Se incurre en confusión cuando se asimila el documento público con el autenticado, ya que ambos difieren en lo siguiente:
El documento autenticado nace siendo privado, al extremo de que el mismo es redactado o creado por el o los interesados –otorgantes y el hecho de autenticarse no le quita lo privado, ni lo convierte en público, -y en ese sentido ha dicho la doctrina y en esto ha sido unánime- que el documento que nace privado sigue siendo privado por siempre y jamás se convertirá en público, vale decir, no modifica la sustancia de tal. La autenticación lo que hace es darle oponibilidad al documento, pero jamás lo inviste a ese documento de la naturaleza de público.

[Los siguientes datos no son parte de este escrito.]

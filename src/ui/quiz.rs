use crate::models::QuizSession;
use crate::ui::key_span;
use crate::ui::layout::calculate_quiz_chunks;
use crate::utils::option_letter;
use ratatui::{
    Frame,
    layout::{Alignment, Constraint, Direction, Layout},
    style::{Color, Modifier, Style},
    text::{Line, Span, Text},
    widgets::{Block, Borders, Gauge, Paragraph, Wrap},
};

fn option_style(session: &QuizSession, index: usize) -> Style {
    let Some(outcome) = session.current_outcome else {
        return Style::default();
    };
    if index == outcome.correct_index {
        Style::default()
            .fg(Color::Green)
            .add_modifier(Modifier::BOLD)
    } else if index == outcome.chosen_index {
        Style::default().fg(Color::Red).add_modifier(Modifier::BOLD)
    } else {
        Style::default().fg(Color::DarkGray)
    }
}

/// Shown when the pool could not fill the requested length.
pub fn truncation_notice(session: &QuizSession) -> Option<String> {
    (session.effective_total < session.requested_total).then(|| {
        format!(
            "Only {} questions available ({} requested)",
            session.effective_total, session.requested_total
        )
    })
}

pub fn draw_quiz(f: &mut Frame, session: &QuizSession) {
    let layout = calculate_quiz_chunks(f.area());
    let Some(question) = session.current_question() else {
        return;
    };

    let header_text = format!(
        "Question {} / {}  |  Score: {} pts",
        session.position + 1,
        session.effective_total,
        session.score
    );
    let header = Paragraph::new(header_text)
        .style(
            Style::default()
                .fg(Color::Cyan)
                .add_modifier(Modifier::BOLD),
        )
        .alignment(Alignment::Center)
        .block(Block::default().borders(Borders::ALL));
    f.render_widget(header, layout.header_area);

    let ratio = if session.effective_total == 0 {
        0.0
    } else {
        session.position as f64 / session.effective_total as f64
    };
    let gauge = Gauge::default()
        .gauge_style(Style::default().fg(Color::Cyan))
        .ratio(ratio.clamp(0.0, 1.0))
        .label("");
    f.render_widget(gauge, layout.progress_area);

    let mut question_text = Text::default();
    question_text.push_line(Line::from(Span::styled(
        question.source_label.as_str(),
        Style::default().fg(Color::DarkGray),
    )));
    question_text.push_line(Line::from(""));
    question_text.push_line(Line::from(Span::styled(
        question.prompt.as_str(),
        Style::default().add_modifier(Modifier::BOLD),
    )));
    if let Some(context) = &question.context {
        question_text.push_line(Line::from(Span::styled(
            context.as_str(),
            Style::default()
                .fg(Color::Gray)
                .add_modifier(Modifier::ITALIC),
        )));
    }
    if session.position == 0
        && let Some(notice) = truncation_notice(session)
    {
        question_text.push_line(Line::from(""));
        question_text.push_line(Line::from(Span::styled(
            notice,
            Style::default().fg(Color::Yellow),
        )));
    }
    let question_widget = Paragraph::new(question_text)
        .wrap(Wrap { trim: true })
        .block(Block::default().borders(Borders::ALL).title("Question"));
    f.render_widget(question_widget, layout.question_area);

    let option_lines: Vec<Line> = question
        .options
        .iter()
        .enumerate()
        .map(|(i, option)| {
            Line::from(Span::styled(
                format!("{}. {}", option_letter(i), option),
                option_style(session, i),
            ))
        })
        .collect();
    let options_title = match session.current_outcome {
        Some(outcome) if outcome.correct => "Correct!",
        Some(_) => "Incorrect",
        None => "Options",
    };
    let options = Paragraph::new(option_lines)
        .wrap(Wrap { trim: true })
        .block(Block::default().borders(Borders::ALL).title(options_title));
    f.render_widget(options, layout.options_area);

    let mut help_spans = Vec::new();
    if session.is_answered() {
        help_spans.extend([key_span("Enter"), Span::from(" Next  ")]);
    } else {
        help_spans.extend([
            key_span("1-4 / A-D"),
            Span::from(" Answer  "),
        ]);
    }
    help_spans.extend([key_span("Esc"), Span::from(" Quit to Menu")]);
    let help_text = vec![
        Line::from(help_spans),
        Line::from(vec![key_span("Ctrl+C"), Span::from(" Exit App")]),
    ];
    let help = Paragraph::new(help_text)
        .alignment(Alignment::Center)
        .block(Block::default().borders(Borders::ALL));
    f.render_widget(help, layout.help_area);
}

pub fn draw_quit_confirmation(f: &mut Frame) {
    let chunks = Layout::default()
        .direction(Direction::Vertical)
        .margin(5)
        .constraints([
            Constraint::Length(3),
            Constraint::Length(5),
            Constraint::Length(3),
        ])
        .split(f.area());

    let title = Paragraph::new("Quit Quiz")
        .style(
            Style::default()
                .fg(Color::Yellow)
                .add_modifier(Modifier::BOLD),
        )
        .alignment(Alignment::Center)
        .block(Block::default().borders(Borders::ALL));
    f.render_widget(title, chunks[0]);

    let message = Paragraph::new("Abandon this quiz? Your score will not be saved.")
        .style(Style::default().fg(Color::White))
        .alignment(Alignment::Center)
        .block(Block::default().borders(Borders::ALL));
    f.render_widget(message, chunks[1]);

    let help_text = vec![Line::from(vec![
        Span::styled(
            "y",
            Style::default()
                .fg(Color::Green)
                .add_modifier(Modifier::BOLD),
        ),
        Span::from(" Yes (Return to Menu)  "),
        Span::styled(
            "n",
            Style::default().fg(Color::Red).add_modifier(Modifier::BOLD),
        ),
        Span::from(" No (Continue Quiz)"),
    ])];
    let help = Paragraph::new(help_text)
        .alignment(Alignment::Center)
        .block(Block::default().borders(Borders::ALL));
    f.render_widget(help, chunks[2]);
}

#[cfg(test)]
mod tests {
    use super::*;
    use crate::config::QuizPolicy;
    use crate::models::Question;
    use crate::quiz::start_session;

    fn question() -> Question {
        Question {
            prompt: "How do you say \"pain\"?".to_string(),
            context: None,
            options: vec!["chleb".to_string(), "woda".to_string()],
            correct_index: 0,
            source_label: "Native → Foreign".to_string(),
        }
    }

    #[test]
    fn test_truncation_notice() {
        let start = start_session(vec![question()], 10, QuizPolicy::default());
        assert_eq!(
            truncation_notice(&start.session).as_deref(),
            Some("Only 1 questions available (10 requested)")
        );

        let full = start_session(vec![question()], 1, QuizPolicy::default());
        assert!(truncation_notice(&full.session).is_none());
    }

    #[test]
    fn test_option_style_after_answer() {
        let mut session = start_session(vec![question()], 1, QuizPolicy::default()).session;
        assert_eq!(option_style(&session, 0), Style::default());

        session.submit_answer(1);
        assert_eq!(option_style(&session, 0).fg, Some(Color::Green));
        assert_eq!(option_style(&session, 1).fg, Some(Color::Red));
    }
}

Mientras que el contenido de un documento público, es redactado y creado por el funcionario competente. El documento autenticado es redactado por el interesado y allí vierte lo que a él le interesa. El instrumento público contiene las menciones que indica la Ley y no lo que a las partes interese privadamente.
 
De las anteriores consideraciones como ya se indicó, el artículo 1.357 del Código Civil, viene a definir la regla de valoración y no el concepto propiamente dicho de documento público o auténtico cuyo mérito definitivo surge de los supuestos de hecho y circunstancias determinadas, a través de las cuales conciliara el juez su apreciación con atención a los principios consignados y dentro del propósito y alcance del artículo comentado.